Print the first line of the records below and every line after it, up to and including the line with "use crate::store::StoreError;". Print nothing else.

** Data under study follows **

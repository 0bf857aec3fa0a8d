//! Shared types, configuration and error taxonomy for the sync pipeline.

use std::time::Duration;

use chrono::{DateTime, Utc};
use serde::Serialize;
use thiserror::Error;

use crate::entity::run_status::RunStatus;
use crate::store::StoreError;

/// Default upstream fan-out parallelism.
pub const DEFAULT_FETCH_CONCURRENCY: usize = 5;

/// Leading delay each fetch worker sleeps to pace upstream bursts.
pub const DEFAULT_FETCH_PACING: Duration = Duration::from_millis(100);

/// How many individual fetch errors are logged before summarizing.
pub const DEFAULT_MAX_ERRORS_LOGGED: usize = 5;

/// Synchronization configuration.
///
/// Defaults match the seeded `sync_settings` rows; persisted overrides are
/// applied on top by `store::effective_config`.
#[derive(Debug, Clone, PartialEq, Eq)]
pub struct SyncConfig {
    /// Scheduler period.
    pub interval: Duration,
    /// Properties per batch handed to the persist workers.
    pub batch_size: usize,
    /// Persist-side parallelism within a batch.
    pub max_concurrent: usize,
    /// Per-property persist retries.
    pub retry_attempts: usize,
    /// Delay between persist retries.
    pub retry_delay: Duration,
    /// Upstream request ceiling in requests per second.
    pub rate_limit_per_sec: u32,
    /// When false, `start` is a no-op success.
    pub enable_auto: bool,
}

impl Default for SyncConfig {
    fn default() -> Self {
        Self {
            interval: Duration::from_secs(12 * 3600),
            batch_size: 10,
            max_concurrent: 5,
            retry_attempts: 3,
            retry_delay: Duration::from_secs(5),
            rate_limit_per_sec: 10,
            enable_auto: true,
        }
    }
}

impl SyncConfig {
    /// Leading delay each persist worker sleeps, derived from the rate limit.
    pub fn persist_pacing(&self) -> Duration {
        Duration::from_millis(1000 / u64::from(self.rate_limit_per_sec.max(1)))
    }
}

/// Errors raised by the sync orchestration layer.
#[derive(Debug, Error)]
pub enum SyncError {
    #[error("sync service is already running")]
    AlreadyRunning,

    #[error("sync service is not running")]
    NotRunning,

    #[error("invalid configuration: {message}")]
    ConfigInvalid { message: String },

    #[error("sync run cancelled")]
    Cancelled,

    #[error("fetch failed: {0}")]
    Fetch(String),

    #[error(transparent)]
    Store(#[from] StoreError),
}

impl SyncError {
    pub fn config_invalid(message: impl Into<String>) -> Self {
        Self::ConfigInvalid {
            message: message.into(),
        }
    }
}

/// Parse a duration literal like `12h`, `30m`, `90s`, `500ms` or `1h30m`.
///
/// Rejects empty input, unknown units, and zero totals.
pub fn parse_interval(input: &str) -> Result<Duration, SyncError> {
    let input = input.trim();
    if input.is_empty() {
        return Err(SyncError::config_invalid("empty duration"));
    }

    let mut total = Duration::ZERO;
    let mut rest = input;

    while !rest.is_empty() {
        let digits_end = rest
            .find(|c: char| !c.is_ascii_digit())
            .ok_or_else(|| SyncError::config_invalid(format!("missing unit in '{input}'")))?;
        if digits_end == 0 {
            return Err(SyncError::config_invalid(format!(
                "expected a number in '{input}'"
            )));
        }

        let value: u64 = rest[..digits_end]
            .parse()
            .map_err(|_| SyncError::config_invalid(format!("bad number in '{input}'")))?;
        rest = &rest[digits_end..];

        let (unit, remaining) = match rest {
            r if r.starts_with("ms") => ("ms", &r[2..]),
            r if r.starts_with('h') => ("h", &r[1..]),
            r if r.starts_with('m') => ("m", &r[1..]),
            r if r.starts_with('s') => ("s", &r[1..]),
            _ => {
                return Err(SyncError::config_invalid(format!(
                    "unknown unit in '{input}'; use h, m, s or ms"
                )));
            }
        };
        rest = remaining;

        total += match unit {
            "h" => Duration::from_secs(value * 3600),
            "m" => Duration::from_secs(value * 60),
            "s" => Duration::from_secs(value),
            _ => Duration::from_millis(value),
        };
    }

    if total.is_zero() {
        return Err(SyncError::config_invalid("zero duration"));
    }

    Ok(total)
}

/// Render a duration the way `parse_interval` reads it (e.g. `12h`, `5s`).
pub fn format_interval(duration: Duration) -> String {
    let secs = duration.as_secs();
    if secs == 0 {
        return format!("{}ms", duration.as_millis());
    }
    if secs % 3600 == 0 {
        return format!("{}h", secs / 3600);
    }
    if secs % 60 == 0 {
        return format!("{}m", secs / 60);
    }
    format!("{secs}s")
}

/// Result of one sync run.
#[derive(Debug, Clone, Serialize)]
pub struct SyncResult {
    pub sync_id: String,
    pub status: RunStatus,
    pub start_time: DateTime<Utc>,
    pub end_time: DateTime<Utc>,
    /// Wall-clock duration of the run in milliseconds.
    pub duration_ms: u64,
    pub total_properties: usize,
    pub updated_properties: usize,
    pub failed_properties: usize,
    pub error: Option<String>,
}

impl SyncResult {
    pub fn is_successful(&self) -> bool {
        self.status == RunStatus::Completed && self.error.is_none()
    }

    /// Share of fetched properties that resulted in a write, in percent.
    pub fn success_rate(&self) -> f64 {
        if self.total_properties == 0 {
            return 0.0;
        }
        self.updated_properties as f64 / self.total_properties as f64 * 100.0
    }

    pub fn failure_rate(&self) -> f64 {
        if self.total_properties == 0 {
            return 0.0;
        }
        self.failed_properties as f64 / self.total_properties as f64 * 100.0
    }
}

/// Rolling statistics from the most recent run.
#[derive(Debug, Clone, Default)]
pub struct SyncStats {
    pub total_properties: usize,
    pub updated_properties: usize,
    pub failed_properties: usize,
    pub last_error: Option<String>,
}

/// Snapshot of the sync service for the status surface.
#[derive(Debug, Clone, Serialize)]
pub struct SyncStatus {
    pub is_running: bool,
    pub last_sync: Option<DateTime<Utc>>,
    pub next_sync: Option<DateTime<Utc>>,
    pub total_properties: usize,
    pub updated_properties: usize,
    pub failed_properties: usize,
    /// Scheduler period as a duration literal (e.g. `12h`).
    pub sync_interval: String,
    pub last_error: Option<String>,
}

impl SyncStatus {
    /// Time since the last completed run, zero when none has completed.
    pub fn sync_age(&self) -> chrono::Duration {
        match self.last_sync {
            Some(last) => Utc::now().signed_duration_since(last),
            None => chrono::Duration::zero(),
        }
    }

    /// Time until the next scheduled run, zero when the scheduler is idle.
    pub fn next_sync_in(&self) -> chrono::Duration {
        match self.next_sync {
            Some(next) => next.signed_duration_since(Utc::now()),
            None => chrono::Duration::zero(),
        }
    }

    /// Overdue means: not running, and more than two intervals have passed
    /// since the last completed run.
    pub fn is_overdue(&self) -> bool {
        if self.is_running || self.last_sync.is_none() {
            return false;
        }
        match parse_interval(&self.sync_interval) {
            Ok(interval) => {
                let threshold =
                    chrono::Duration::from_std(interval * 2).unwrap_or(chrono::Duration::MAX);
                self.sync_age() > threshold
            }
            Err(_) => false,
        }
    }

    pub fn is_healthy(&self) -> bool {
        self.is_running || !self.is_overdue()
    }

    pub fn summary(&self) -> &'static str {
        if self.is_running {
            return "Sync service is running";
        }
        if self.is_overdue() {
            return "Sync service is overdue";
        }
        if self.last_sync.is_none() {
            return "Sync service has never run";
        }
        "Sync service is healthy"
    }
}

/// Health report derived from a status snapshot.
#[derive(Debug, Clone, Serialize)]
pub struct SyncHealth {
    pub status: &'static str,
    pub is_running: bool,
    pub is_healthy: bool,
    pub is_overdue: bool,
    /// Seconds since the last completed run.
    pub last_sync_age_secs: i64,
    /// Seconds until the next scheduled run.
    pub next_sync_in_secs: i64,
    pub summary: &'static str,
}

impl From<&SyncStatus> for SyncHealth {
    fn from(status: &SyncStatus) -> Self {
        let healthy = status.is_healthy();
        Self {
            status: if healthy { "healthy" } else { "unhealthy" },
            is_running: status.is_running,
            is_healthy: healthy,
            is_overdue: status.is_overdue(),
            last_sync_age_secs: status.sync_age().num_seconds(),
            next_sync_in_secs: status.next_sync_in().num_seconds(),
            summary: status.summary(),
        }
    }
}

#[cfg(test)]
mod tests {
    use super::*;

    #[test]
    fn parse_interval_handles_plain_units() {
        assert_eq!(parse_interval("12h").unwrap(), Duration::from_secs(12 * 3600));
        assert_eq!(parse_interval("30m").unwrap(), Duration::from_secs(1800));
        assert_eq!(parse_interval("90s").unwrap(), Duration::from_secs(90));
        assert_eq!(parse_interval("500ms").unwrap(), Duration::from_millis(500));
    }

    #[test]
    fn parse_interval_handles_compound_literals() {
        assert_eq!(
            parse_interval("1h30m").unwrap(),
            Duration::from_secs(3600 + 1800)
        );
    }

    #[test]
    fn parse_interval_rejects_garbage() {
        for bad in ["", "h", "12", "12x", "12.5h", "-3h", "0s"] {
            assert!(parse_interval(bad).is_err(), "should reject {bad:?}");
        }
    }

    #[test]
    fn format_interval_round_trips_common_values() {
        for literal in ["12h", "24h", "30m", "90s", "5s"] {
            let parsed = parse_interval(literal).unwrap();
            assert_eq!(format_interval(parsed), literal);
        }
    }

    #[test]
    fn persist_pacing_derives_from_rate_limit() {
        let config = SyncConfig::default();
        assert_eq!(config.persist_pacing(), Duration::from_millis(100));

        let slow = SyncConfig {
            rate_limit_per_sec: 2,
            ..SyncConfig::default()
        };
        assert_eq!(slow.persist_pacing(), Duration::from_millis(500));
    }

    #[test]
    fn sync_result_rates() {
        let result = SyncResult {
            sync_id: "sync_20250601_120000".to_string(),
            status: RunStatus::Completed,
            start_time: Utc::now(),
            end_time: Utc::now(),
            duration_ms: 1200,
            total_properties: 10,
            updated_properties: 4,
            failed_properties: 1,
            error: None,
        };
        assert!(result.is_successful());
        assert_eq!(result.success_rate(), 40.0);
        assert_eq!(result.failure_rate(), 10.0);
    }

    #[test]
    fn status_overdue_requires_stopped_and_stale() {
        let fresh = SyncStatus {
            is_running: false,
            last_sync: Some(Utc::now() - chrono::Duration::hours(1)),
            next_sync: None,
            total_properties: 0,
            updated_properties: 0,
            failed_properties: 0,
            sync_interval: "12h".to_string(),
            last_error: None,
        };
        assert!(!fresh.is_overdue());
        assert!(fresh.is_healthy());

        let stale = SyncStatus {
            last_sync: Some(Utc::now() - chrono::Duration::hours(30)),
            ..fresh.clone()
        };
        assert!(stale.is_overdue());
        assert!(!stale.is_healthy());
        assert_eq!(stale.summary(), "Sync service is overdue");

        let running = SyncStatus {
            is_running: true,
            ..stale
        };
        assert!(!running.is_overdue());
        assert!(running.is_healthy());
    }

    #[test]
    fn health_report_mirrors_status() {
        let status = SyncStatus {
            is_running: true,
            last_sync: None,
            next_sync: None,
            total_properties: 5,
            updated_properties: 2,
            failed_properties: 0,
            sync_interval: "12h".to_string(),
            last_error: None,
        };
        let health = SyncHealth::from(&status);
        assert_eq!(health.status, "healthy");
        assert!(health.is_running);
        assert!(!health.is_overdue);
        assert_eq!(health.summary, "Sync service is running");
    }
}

** End of Data under study **

__Result of the exercise__
repository 0bf857aec3fa0a8d
//! Shared types, configuration and error taxonomy for the sync pipeline.

use std::time::Duration;

use chrono::{DateTime, Utc};
use serde::Serialize;
use thiserror::Error;

use crate::entity::run_status::RunStatus;
use crate::store::StoreError;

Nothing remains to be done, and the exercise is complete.